When using BLAST (or any other sequence homology search program) to compare a sequence with a large database of known sequences, one must tackle the issue of identifying the biologically significant hits while minimizing the number of uninteresting hits that must be waded through. The best way to do this is still being debated. We have arrived at some compromise solutions. BLASTX hits against GenPept are run through a BLAST hit postprocessor, MSPcrunch (Sonnhammer and Durbin 1994), which eliminates some of the less significant hits and does some assembly of fragmented hits. Processing the BLASTX hits with MSPcrunch also enables us to browse the hits with Blixem (Sonnhammer and Durbin 1994), a BLAST hit viewer can be invoked from Genotator. A disadvantage of running MSPcrunch on the hits is that the actual alignments of the hits (showing all the bases that matched) are not preserved. Mostly because of this limitation, we chose not to use MSPcrunch on the BLASTN output, but rather to filter out insignificant BLASTN hits by setting a minimum percentage sequence identity (which can be changed by the user when a sequence is run through Genotator).

Another step we take to try to maximize the information content of the reported BLAST hits is to search first for repeat sequences (such as Alu repeats, which are ubiquitous throughout the human genome; there are also repeat sequences found in the genomes of other organisms). The repeat sequences are then masked with xblast (Claverie and States 1993), and the other BLASTs are run on the masked sequence so that the hits that are found do not include repeat sequences.

The Genotator Front End

The front end is described in the next two sections, Running Genotator and The Genotator Browser.

Running Genotator

Genotator can be run via command-line arguments or with the easy-to-use graphical user interface (GUI) shown in Figure Figure4.4. The GUI is written in Tkperl.

Figure 4
The GUI used to invoke Genotator.

The GUI is designed to minimize the number of choices the user has to make; in most cases, the user can simply click “Start annotation” and everything will proceed automatically.

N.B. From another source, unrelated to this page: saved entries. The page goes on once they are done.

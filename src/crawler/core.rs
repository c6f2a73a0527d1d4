//! The core Crawler implementation for the `spider-flow` engine.
//!
//! This module defines the `Crawler` struct, which acts as the central orchestrator
//! for a crawl. It ties together the spider, the fetch collaborator, both
//! middleware chains and the item sinks, manages the lifecycle of requests
//! and items, handles concurrency, and reports statistics.
//!
//! It utilizes a task-based asynchronous model, spawning distinct tasks for
//! pulling the start requests, downloading and dispatching requests, and
//! processing scraped items.

use crate::builder::CrawlerConfig;
use crate::crawler::item_processor::spawn_item_processor_task;
use crate::crawler::middleware_manager::{Direction, MiddlewareChain};
use crate::crawler::periodic_log::spawn_periodic_log_task;
use crate::crawler::request_handler::{spawn_downloader_task, DownloaderStage, RequestQueue};
use crate::crawler::response_parser::{Outlets, SpiderStage};
use crate::downloader::Downloader;
use crate::error::SpiderError;
use crate::middleware::{DownloaderMiddleware, SpiderMiddleware};
use crate::output::RequestStream;
use crate::sink::{ItemSink, LogSink};
use crate::spider::Spider;
use crate::state::CrawlerState;
use crate::stats::{counters, StatsSink};
use futures_util::future::join_all;
use futures_util::StreamExt;
use kanal::bounded_async;
use tracing::{debug, error, info, trace, warn};

use std::sync::atomic::Ordering;
use std::sync::Arc;
use std::time::Duration;

/// The central orchestrator for a crawl.
pub struct Crawler<S: Spider> {
    spider: Arc<S>,
    downloader: Arc<dyn Downloader>,
    downloader_middlewares: Arc<MiddlewareChain<dyn DownloaderMiddleware>>,
    spider_middlewares: Arc<MiddlewareChain<dyn SpiderMiddleware>>,
    item_sinks: Arc<Vec<Box<dyn ItemSink>>>,
    stats: Arc<dyn StatsSink>,
    log_sink: Arc<dyn LogSink>,
    config: CrawlerConfig,
}

impl<S: Spider> Crawler<S> {
    #[allow(clippy::too_many_arguments)]
    pub(crate) fn new(
        spider: S,
        downloader: Arc<dyn Downloader>,
        downloader_middlewares: MiddlewareChain<dyn DownloaderMiddleware>,
        spider_middlewares: MiddlewareChain<dyn SpiderMiddleware>,
        item_sinks: Vec<Box<dyn ItemSink>>,
        stats: Arc<dyn StatsSink>,
        log_sink: Arc<dyn LogSink>,
        config: CrawlerConfig,
    ) -> Self {
        Crawler {
            spider: Arc::new(spider),
            downloader,
            downloader_middlewares: Arc::new(downloader_middlewares),
            spider_middlewares: Arc::new(spider_middlewares),
            item_sinks: Arc::new(item_sinks),
            stats,
            log_sink,
            config,
        }
    }

    /// Runs the crawl until it becomes idle, Ctrl-C is received, or a
    /// failure stops it.
    ///
    /// Returns the error that stopped the crawl, if any. Failures that only
    /// concern a single request or response are logged and do not surface
    /// here.
    pub async fn start_crawl(self) -> Result<(), SpiderError> {
        let Crawler {
            spider,
            downloader,
            downloader_middlewares,
            spider_middlewares,
            item_sinks,
            stats,
            log_sink,
            config,
        } = self;

        info!(
            "Crawler starting spider '{}' with configuration: max_concurrent_downloads={}, max_concurrent_pipelines={}, output_error_policy={:?}",
            spider.name(),
            config.max_concurrent_downloads,
            config.max_concurrent_pipelines,
            config.output_error_policy
        );

        let state = CrawlerState::new();

        trace!(
            "Creating communication channels with item capacity: {}",
            config.channel_capacity
        );
        // Unbounded: download tasks submit into it while holding a permit.
        let (req_tx, req_rx) = kanal::unbounded_async();
        let (item_tx, item_rx) = bounded_async(config.channel_capacity);

        let queue = RequestQueue::new(req_tx, Arc::clone(&state), Arc::clone(&stats));
        let outlets = Outlets::new(
            queue.clone(),
            item_tx,
            Arc::clone(&state),
            Arc::clone(&stats),
        );

        let periodic_log = config
            .periodic_log
            .clone()
            .filter(|p| p.is_enabled())
            .map(|p| spawn_periodic_log_task(p, Arc::clone(&stats)));

        trace!("Spawning item processor task");
        let item_processor_task = spawn_item_processor_task(
            Arc::clone(&state),
            item_rx,
            Arc::clone(&item_sinks),
            config.max_concurrent_pipelines,
            Arc::clone(&stats),
        );

        trace!("Spawning downloader task");
        let downloader_stage = Arc::new(DownloaderStage::new(
            downloader,
            downloader_middlewares,
            Arc::clone(&stats),
        ));
        let spider_stage = Arc::new(SpiderStage::new(
            Arc::clone(&spider),
            Arc::clone(&spider_middlewares),
            Arc::clone(&stats),
            log_sink,
            config.output_error_policy,
        ));
        let downloader_task = spawn_downloader_task(
            req_rx,
            downloader_stage,
            spider_stage,
            outlets.clone(),
            Arc::clone(&state),
            config.max_concurrent_downloads,
        );

        trace!("Spawning start requests task");
        let start_task = spawn_start_requests_task(
            spider,
            spider_middlewares,
            queue.clone(),
            Arc::clone(&state),
            Arc::clone(&stats),
            config.channel_capacity,
        );

        tokio::select! {
            _ = tokio::signal::ctrl_c() => {
                info!("Ctrl-C received, initiating graceful shutdown.");
            }
            _ = async {
                loop {
                    if state.is_aborted() {
                        break;
                    }
                    if state.is_idle() {
                        tokio::time::sleep(Duration::from_millis(50)).await;
                        if state.is_idle() {
                            break;
                        }
                    }
                    tokio::time::sleep(Duration::from_millis(100)).await;
                }
            } => {
                if state.is_aborted() {
                    warn!("Crawl aborted, initiating shutdown.");
                } else {
                    info!("Crawl has become idle, initiating shutdown.");
                }
            }
        };

        state.aborted.store(true, Ordering::SeqCst);
        trace!("Closing request channel");
        queue.close();
        drop(queue);

        let fatal = outlets.fatal_slot();
        let abort_handles = [
            start_task.abort_handle(),
            downloader_task.abort_handle(),
            item_processor_task.abort_handle(),
        ];
        let timeout_duration = Duration::from_secs(config.shutdown_timeout_secs);
        let drained = tokio::time::timeout(timeout_duration, async move {
            for (name, task) in [("start requests", start_task), ("downloader", downloader_task)] {
                if let Err(e) = task.await {
                    error!("The {} task failed during shutdown: {}", name, e);
                }
            }
            // the item channel closes with the last outlet
            drop(outlets);
            if let Err(e) = item_processor_task.await {
                error!("The item processor task failed during shutdown: {}", e);
            }
        })
        .await;

        if drained.is_err() {
            warn!(
                "Tasks did not complete within timeout ({}s), aborting remaining tasks and continuing with shutdown...",
                timeout_duration.as_secs()
            );
            for handle in abort_handles {
                handle.abort();
            }
        } else {
            trace!("All tasks completed during shutdown");
        }

        if let Some((stop_tx, handle)) = periodic_log {
            let _ = stop_tx.send(());
            match handle.await {
                Ok(written) => debug!("Periodic log wrote {} entries", written),
                Err(e) => error!("Periodic log task failed: {}", e),
            }
        }

        info!("Closing item sinks...");
        let closing_futures: Vec<_> = item_sinks.iter().map(|s| s.close()).collect();
        join_all(closing_futures).await;
        debug!("All item sinks closed");

        let snapshot = stats.snapshot();
        info!(
            "Crawl finished. Stats: {}",
            serde_json::to_string(&snapshot).unwrap_or_default()
        );

        let fatal = fatal.lock().ok().and_then(|mut slot| slot.take());
        match fatal {
            Some(e) => Err(e),
            None => Ok(()),
        }
    }

    /// Returns the stats sink used by this crawler.
    pub fn get_stats(&self) -> Arc<dyn StatsSink> {
        Arc::clone(&self.stats)
    }
}

/// Wraps the start sequence with every `process_start` hook. Nothing is
/// pulled here; each request passes all hooks before the next is produced.
fn filter_start_requests<'a>(
    start: RequestStream<'a>,
    middlewares: &'a MiddlewareChain<dyn SpiderMiddleware>,
) -> RequestStream<'a> {
    let mut start = start;
    // nearest-the-spider middleware wraps the raw sequence first
    for middleware in middlewares.iter(Direction::Reverse) {
        trace!("process_start via {}", middleware.name());
        start = middleware.process_start(start);
    }
    start
}

fn spawn_start_requests_task<S: Spider>(
    spider: Arc<S>,
    middlewares: Arc<MiddlewareChain<dyn SpiderMiddleware>>,
    queue: RequestQueue,
    state: Arc<CrawlerState>,
    stats: Arc<dyn StatsSink>,
    max_pending: usize,
) -> tokio::task::JoinHandle<()> {
    tokio::spawn(async move {
        let mut start = filter_start_requests(spider.start_requests(), &middlewares);

        while let Some(request) = start.next().await {
            while state.pending_requests.load(Ordering::SeqCst) >= max_pending {
                if state.is_aborted() {
                    break;
                }
                tokio::time::sleep(Duration::from_millis(5)).await;
            }
            if state.is_aborted() {
                debug!("Crawl stopping, no more start requests are pulled");
                break;
            }
            stats.increment(counters::START_REQUESTS, 1);
            if let Err(e) = queue.submit(request).await {
                error!("Failed to enqueue start request: {}", e);
                break;
            }
        }
        state.start_exhausted.store(true, Ordering::SeqCst);
        trace!("Start requests task finished");
    })
}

The command-line interface is useful when the user wants to annotate several sequences at the same time. It can be invoked with no arguments to run the standard analyses, or it can be called with various command-line options to alter its behavior.

We have also developed a Web front end to Genotator that looks much like the GUI. Like the other approaches to running Genotator, the Web interface allows the user to specify a sequence to be annotated and to select which analyses are to be performed. Once a sequence is submitted, the back end runs the analyses as usual and saves the results in the database, where they can be viewed with the Genotator browser.

When Genotator is invoked, its first step is to check the availability of all the sequence analysis programs it knows about. Any that are missing are not offered to the user as choices. Genotator can run with any subset of the suite of sequence analysis programs it is capable of calling. It is written in such a way that new analysis tools can be integrated fairly easily. (Integrating a new tool would involve creating filters to convert the input and output formats, and adding new functions to the back end and front end to run the tool and display the results.)

The Genotator Browser

After a sequence has been run through Genotator, the Genotator browser provides an interactive graphical view of the annotations. The main display in the browser shows a horizontal axis representing the sequence, with forward-strand annotations displayed above the axis and reverse-strand annotations below the axis. Each type of annotation (for example, GRAIL exons) is displayed in its own row, in its own color.

The Genotator browser is built on top of the bioTkperl widgets (G. Helt, unpubl.) developed by Gregg Helt of the UC Berkeley Drosophila Genome Center, [which were in turn inspired by the bioTk widgets developed by David Searls (Searls 1995)]. It can be invoked with the name of an annotated sequence file as an argument. If it is invoked with no arguments, a list of annotated sequences is displayed, with the sequences annotated by the invoking user listed first. Once a sequence has been selected, all of its annotations are loaded and displayed in the map display.

Map Display

As described above, the map display shows color-coded sequence annotations for both strands. The display can be zoomed and scrolled to examine interesting regions in more detail. Clicking on an annotation rectangle displays additional information in the text window at the top of the browser. This includes the start and end positions of the annotation, possibly a score, and other information. For example, if a BLAST hit is clicked, the text window might read, “BLASTX GenPept hit from 864 to 1112 with sequence gp | K01228 | HUMCG1PA1_1 (33% identity).” This concise description identifies the database sequence that was hit (gp | K01228 | HUMCG1PA1_1 is its GenPept ID), the region that was found to be similar to this database sequence (bases 864–1112), and the percentage sequence identity for the hit (33%).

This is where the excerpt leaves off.